Without/before an edition boundary, we can simply lint against all this syntax that would change in meaning (because it would then become a corner case incompatible with the new concept of how match ergonomics operate, only kept for backwards compatibility). Even after an edition we could still consider just having it error instead of introducing the new consistent meaning of mut x/ref x/ref mut x in these contexts. If there's not much of a practical need to ever bind to references in mutable variables or references-to-references, that would not be much of a restriction.

[VitWW]

@steffahn That's why const (not mut) is an alternative to move/ value(not ref). It is already in use for raw types, and the content of immutability is clear

[schuelermine]

@VitWW I don’t think const is a good keyword, since it usually implies knowledge about the value at compile time. Raw pointers are the exception to this, not the rule. Also, it highlights that the value is immutable, as opposed to mut, but mut’s behaviour here is already confusing, and we’d rather highlight that mut and move don’t bind by reference but by value.

[stepancheg]

May I leave my two cents?

I think Rust should go in the opposite direction. Rely solely on match ergonomics and deprecate the ref keyword.

In my experience, I manage to never use the ref keyword (almost nobody in our team/project uses it). Almost all code can be written without ref in match, and exceptions are so rare that the language simplification outweighs these rare inconveniences.

[H2CO3]

Rely solely on match ergonomics and deprecate the ref keyword.

That would be massively harmful, primarily in unsafe code. Only having an option where types do not match is unacceptable in any language seeking correctness to any degree.

[CryZe]

@H2CO3 Can you elaborate on that further? With this RFC match ergonomics are almost identical in power to "Rust 2015 matching", meaning that Rust 2015 matching can almost be deprecated. I don't know how any of this has anything to do with unsafe or types that don't match.

[H2CO3]

With this RFC match ergonomics are almost identical in power to "Rust 2015 matching"

First, I don't care about "power"; it's not what I am talking about. I am talking about situations where whether or not a type is a reference is important, and you want to be explicit about types rather than letting the compiler second-guess you.

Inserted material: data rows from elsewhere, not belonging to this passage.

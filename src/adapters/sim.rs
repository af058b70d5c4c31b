//! Host-side simulated devices.
//!
//! Stand-ins for the station's peripherals so the full task graph runs on
//! a workstation. Output adapters publish what they were last told to do
//! through cheap shared probes, which the telemetry loop and tests read
//! from other threads.

use core::convert::Infallible;
use core::sync::atomic::{AtomicU16, AtomicU32, Ordering};
use std::sync::Arc;

use log::debug;

use crate::app::ports::{AdcChannel, AnalogInput, DisplayOutput, MatrixOutput};
use crate::drivers::display::{LEVEL_LABEL, RAIN_LABEL, Screen};
use crate::error::{OutputError, SensorError};
use crate::sensors::ADC_MAX;

// ── Analog input ─────────────────────────────────────────────

/// Simulated joystick: each axis sweeps a triangle wave over the full
/// 12-bit range. The two axes use different periods so alert episodes
/// (and their overlaps) drift over time.
pub struct SweepAnalog {
    level_period: u32,
    rain_period: u32,
    tick: u32,
}

impl SweepAnalog {
    /// Periods are in samples of the water-level channel.
    pub fn new(level_period: u32, rain_period: u32) -> Self {
        Self {
            level_period: level_period.max(2),
            rain_period: rain_period.max(2),
            tick: 0,
        }
    }
}

impl Default for SweepAnalog {
    /// ~24 s and ~37 s sweeps at the default sample period.
    fn default() -> Self {
        Self::new(240, 370)
    }
}

impl AnalogInput for SweepAnalog {
    fn read(&mut self, channel: AdcChannel) -> Result<u16, SensorError> {
        let raw = match channel {
            AdcChannel::WaterLevel => {
                self.tick = self.tick.wrapping_add(1);
                triangle(self.tick, self.level_period)
            }
            AdcChannel::Rainfall => triangle(self.tick, self.rain_period),
        };
        Ok(raw)
    }
}

/// Triangle wave 0 → ADC_MAX → 0 over `period` ticks.
fn triangle(tick: u32, period: u32) -> u16 {
    let half = u64::from(period / 2).max(1);
    let phase = u64::from(tick % period);
    let distance = if phase <= half { phase } else { u64::from(period) - phase };
    let raw = (distance.min(half) * u64::from(ADC_MAX)) / half;
    u16::try_from(raw).unwrap_or(ADC_MAX)
}

// ── PWM channel ──────────────────────────────────────────────

/// In-memory PWM channel. The duty is mirrored into a shared atomic that a
/// [`PwmProbe`] can read.
pub struct SimPwm {
    max: u16,
    duty: Arc<AtomicU16>,
}

/// Read side of a [`SimPwm`].
#[derive(Clone)]
pub struct PwmProbe {
    max: u16,
    duty: Arc<AtomicU16>,
}

impl SimPwm {
    pub fn new(max: u16) -> (Self, PwmProbe) {
        let duty = Arc::new(AtomicU16::new(0));
        (
            Self {
                max,
                duty: duty.clone(),
            },
            PwmProbe { max, duty },
        )
    }
}

impl PwmProbe {
    pub fn duty(&self) -> u16 {
        self.duty.load(Ordering::Relaxed)
    }

    pub fn max(&self) -> u16 {
        self.max
    }

    /// Current duty as 0–255 brightness.
    pub fn level(&self) -> u8 {
        let scaled = u32::from(self.duty()) * u32::from(u8::MAX) / u32::from(self.max.max(1));
        u8::try_from(scaled).unwrap_or(u8::MAX)
    }
}

impl embedded_hal::pwm::ErrorType for SimPwm {
    type Error = Infallible;
}

impl embedded_hal::pwm::SetDutyCycle for SimPwm {
    fn max_duty_cycle(&self) -> u16 {
        self.max
    }

    fn set_duty_cycle(&mut self, duty: u16) -> Result<(), Self::Error> {
        self.duty.store(duty.min(self.max), Ordering::Relaxed);
        Ok(())
    }
}

// ── Display ──────────────────────────────────────────────────

/// Writes each composed screen to the log at debug level.
#[derive(Default)]
pub struct LogDisplay {
    frames: u32,
}

impl LogDisplay {
    pub fn new() -> Self {
        Self::default()
    }

    pub fn frames(&self) -> u32 {
        self.frames
    }
}

impl DisplayOutput for LogDisplay {
    fn render(&mut self, screen: &Screen) -> Result<(), OutputError> {
        self.frames = self.frames.wrapping_add(1);
        let [l1, l2, l3] = screen.layout.banner();
        debug!(
            "LCD | {} / {} / {} | {} {} | {} {}",
            l1,
            l2,
            l3.trim(),
            LEVEL_LABEL,
            screen.level,
            RAIN_LABEL,
            screen.rainfall
        );
        Ok(())
    }
}

// ── Pixel matrix ─────────────────────────────────────────────

/// Counts pushed words and remembers the last one.
pub struct SimMatrix {
    probe: MatrixProbe,
}

#[derive(Clone, Default)]
pub struct MatrixProbe {
    last_word: Arc<AtomicU32>,
    words: Arc<AtomicU32>,
}

impl SimMatrix {
    pub fn new() -> (Self, MatrixProbe) {
        let probe = MatrixProbe::default();
        (
            Self {
                probe: probe.clone(),
            },
            probe,
        )
    }
}

impl MatrixProbe {
    pub fn last_word(&self) -> u32 {
        self.last_word.load(Ordering::Relaxed)
    }

    pub fn words_pushed(&self) -> u32 {
        self.words.load(Ordering::Relaxed)
    }
}

impl MatrixOutput for SimMatrix {
    fn push_color(&mut self, word: u32) -> Result<(), OutputError> {
        self.probe.last_word.store(word, Ordering::Relaxed);
        self.probe.words.fetch_add(1, Ordering::Relaxed);
        Ok(())
    }
}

In unsafe, this can cause problems (read: even UB). Here's a trivial demonstration where the call is intended to overwrite x = 137 with the value 42 but fails to, due to match ergonomics. The equivalent with explicit patterns works as intended. This is "only" a logic bug, but if the value of x were relied on by unsafe code, it can trivially lead to UB. E.g. you can rewrite the above example with 0 and a non-zero value instead, which then gets fed into NonZeroU8::new_unchecked(). Here it is.

meaning that Rust 2015 matching can almost be deprecated

There's no need to deprecate anything. Just because there's a convenience feature, it doesn't mean that the option of being explicit should be taken away from people. This is exactly the kind of slippery slope I and many others had been worrying and warning about when match ergonomics was introduced.

[stepancheg]

@H2CO3 you example show how match ergonomics might be dangerous in unsafe context. OK.

How ref would make code safe? You didn't use ref in your examples.

There's no need to deprecate anything.

I explained the reasons: ref is needed rarely, code can be written without it, and we do not need to have two ways to write the same code. Maybe these are not compelling reasons, I don't know.

If you are arguing that match ergonomics need to be deprecated instead, this is a different topic.

[H2CO3]

If you are arguing that match ergonomics need to be deprecated instead

I was not; refrain from putting words into my mouth.

How ref would make code safe? You didn't use ref in your examples.

Being explicit about the types would make the code safe. That may or may not involve ref.